> Description of the task: Report every line of the records below that includes the string "KeyedStore".
========================================
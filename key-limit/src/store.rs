use std::collections::HashMap;
use std::sync::Arc;
use std::sync::Mutex;
use std::sync::RwLock;

use tracing::debug;

/// Lazily-populated map from caller key to per-key limiter state.
///
/// Two-level locking: the outer `RwLock` guards only the map's structure, the
/// `Mutex` inside each entry guards that key's fields. The structural lock is
/// held just long enough to look up or insert an entry, so calls for
/// unrelated keys never serialize against each other.
///
/// Entries live for the lifetime of the store. Unbounded key cardinality
/// therefore grows memory without bound; callers choose the key granularity.
#[derive(Debug, Default)]
pub(crate) struct KeyedStore<S> {
    entries: RwLock<HashMap<String, Arc<Mutex<S>>>>,
}

impl<S> KeyedStore<S> {
    pub(crate) fn new() -> Self {
        KeyedStore {
            entries: RwLock::new(HashMap::new()),
        }
    }

    /// Returns the entry for `key`, creating it with `init` on first sight.
    ///
    /// The existence check and the insert happen as one atomic section under
    /// the structural write lock. Splitting them would let two callers racing
    /// on a fresh key each install a rival record, silently doubling the
    /// key's effective quota. `init` runs at most once per key.
    pub(crate) fn entry(&self, key: &str, init: impl FnOnce() -> S) -> Arc<Mutex<S>> {
        if let Some(entry) = self.entries.read().unwrap().get(key) {
            return Arc::clone(entry);
        }

        let mut entries = self.entries.write().unwrap();
        let entry = entries.entry(key.to_owned()).or_insert_with(|| {
            debug!(key, "creating limiter state for new key");
            Arc::new(Mutex::new(init()))
        });
        Arc::clone(entry)
    }

    #[cfg(test)]
    pub(crate) fn len(&self) -> usize {
        self.entries.read().unwrap().len()
    }
}

#[cfg(test)]
mod tests {
    use super::*;

    #[test]
    fn test_entries_created_lazily() {
        let store: KeyedStore<usize> = KeyedStore::new();
        assert_eq!(store.len(), 0);

        let _ = store.entry("a", || 1);
        let _ = store.entry("b", || 2);
        assert_eq!(store.len(), 2);
    }

    #[test]
    fn test_same_key_shares_one_entry() {
        let store: KeyedStore<usize> = KeyedStore::new();

        let first = store.entry("a", || 1);
        let second = store.entry("a", || 99);

        assert!(Arc::ptr_eq(&first, &second));
        // init only ran for the first caller
        assert_eq!(*second.lock().unwrap(), 1);
        assert_eq!(store.len(), 1);
    }

    #[test]
    fn test_racing_creators_share_one_entry() {
        use std::sync::Barrier;
        use std::thread;

        let store: Arc<KeyedStore<usize>> = Arc::new(KeyedStore::new());
        let threads = 16;
        let barrier = Arc::new(Barrier::new(threads));

        let handles: Vec<_> = (0..threads)
            .map(|i| {
                let store = Arc::clone(&store);
                let barrier = Arc::clone(&barrier);
                thread::spawn(move || {
                    barrier.wait();
                    store.entry("contested", move || i)
                })
            })
            .collect();

        let entries: Vec<_> = handles.into_iter().map(|h| h.join().unwrap()).collect();

        assert_eq!(store.len(), 1);
        for entry in &entries[1..] {
            assert!(Arc::ptr_eq(&entries[0], entry));
        }
    }

    #[test]
    fn test_distinct_keys_lock_independently() {
        let store: KeyedStore<usize> = KeyedStore::new();

        let a = store.entry("a", || 0);
        let b = store.entry("b", || 0);

        // Holding one key's lock must not block another key's.
        let guard_a = a.lock().unwrap();
        let guard_b = b.try_lock();
        assert!(guard_b.is_ok());
        drop(guard_a);
    }
}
========================================
> Reply to the exercise:
pub(crate) struct KeyedStore<S> {
impl<S> KeyedStore<S> {
        KeyedStore {
        let store: KeyedStore<usize> = KeyedStore::new();
        let store: KeyedStore<usize> = KeyedStore::new();
        let store: Arc<KeyedStore<usize>> = Arc::new(KeyedStore::new());
        let store: KeyedStore<usize> = KeyedStore::new();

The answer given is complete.